Saved entries
○ ○ ○ ○
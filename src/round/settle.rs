//! The single-slot settle timer.
//!
//! A round has at most one deferred transition outstanding: either the
//! commit of a matched pair or the flip-back of a mismatched one. The
//! timer holds a single `Option`, so scheduling replaces whatever was
//! pending and a stale deadline can never outlive a newer action.

use std::time::Instant;

/// Which deferred transition is pending.
#[derive(Clone, Copy, Debug, PartialEq, Eq)]
pub enum SettleKind {
    /// Commit the open pair into the matched set.
    CommitMatch,
    /// Turn the open pair face down again.
    FlipBack,
}

/// Replace-semantics holder for the pending settle.
#[derive(Clone, Debug, Default)]
pub(crate) struct SettleTimer {
    pending: Option<(SettleKind, Instant)>,
}

impl SettleTimer {
    /// Schedule a settle, replacing any pending one.
    pub(crate) fn schedule(&mut self, kind: SettleKind, due: Instant) {
        self.pending = Some((kind, due));
    }

    /// Drop the pending settle, if any. Cancellation is total: nothing
    /// of the old entry survives.
    pub(crate) fn cancel(&mut self) {
        self.pending = None;
    }

    /// Take the pending settle if its deadline has passed.
    pub(crate) fn take_due(&mut self, now: Instant) -> Option<SettleKind> {
        match self.pending {
            Some((kind, due)) if due <= now => {
                self.pending = None;
                Some(kind)
            }
            _ => None,
        }
    }

    /// Deadline of the pending settle, if any.
    pub(crate) fn due_at(&self) -> Option<Instant> {
        self.pending.map(|(_, due)| due)
    }

    /// Is a settle outstanding?
    pub(crate) fn is_pending(&self) -> bool {
        self.pending.is_some()
    }
}
//! Render-facing snapshots of round state.
//!
//! The rendering layer never touches the machine's internals; it asks for
//! these plain records and draws them. `Serialize` is derived so a host
//! can ship snapshots across a UI bridge.

use serde::Serialize;

use crate::core::Symbol;

use super::{Round, RoundResult};

/// What the renderer needs to draw one card.
#[derive(Clone, Copy, Debug, PartialEq, Eq, Serialize)]
pub struct CardView {
    pub symbol: Symbol,
    /// Face up, either opened or already matched.
    pub is_open: bool,
    /// Committed as matched; drawn faded and inert.
    pub is_matched: bool,
    /// Wearing the success glow while the match settle is pending.
    pub is_success: bool,
}

/// The terminal overlay, shown when a round ends.
#[derive(Clone, Debug, PartialEq, Eq, Serialize)]
pub struct OverlayView {
    pub visible: bool,
    pub title: String,
    pub message: String,
    pub is_success: bool,
}

impl OverlayView {
    fn hidden() -> Self {
        Self {
            visible: false,
            title: String::new(),
            message: String::new(),
            is_success: false,
        }
    }

    fn for_result(result: RoundResult) -> Self {
        match result {
            RoundResult::Won => Self {
                visible: true,
                title: "SUCCESS!".to_string(),
                message: "You remembered every position perfectly.".to_string(),
                is_success: true,
            },
            RoundResult::Lost { views } => Self {
                visible: true,
                title: "GAME OVER".to_string(),
                message: format!("That card was flipped {views} times and still never matched."),
                is_success: false,
            },
        }
    }
}

impl Round {
    /// Snapshot of a single card.
    #[must_use]
    pub fn card_view(&self, index: usize) -> CardView {
        let is_matched = self.is_matched(index);
        let is_open = is_matched || self.opened().contains(&index);
        let is_success = self
            .success_pair()
            .is_some_and(|(a, b)| index == a || index == b);
        CardView {
            symbol: self.deck().symbol(index),
            is_open,
            is_matched,
            is_success,
        }
    }

    /// Snapshot of the whole board, in deal order.
    #[must_use]
    pub fn board_view(&self) -> Vec<CardView> {
        (0..self.card_count()).map(|i| self.card_view(i)).collect()
    }

    /// Snapshot of the terminal overlay.
    #[must_use]
    pub fn overlay(&self) -> OverlayView {
        match self.result() {
            Some(result) => OverlayView::for_result(result),
            None => OverlayView::hidden(),
        }
    }
}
○ ○ ○ ○
WHAT THE TASK ASKS: Scan the data above for the string "opened". Copy every line in which it appears.

PROBLEM SOLUTION:
    /// Face up, either opened or already matched.
        let is_open = is_matched || self.opened().contains(&index);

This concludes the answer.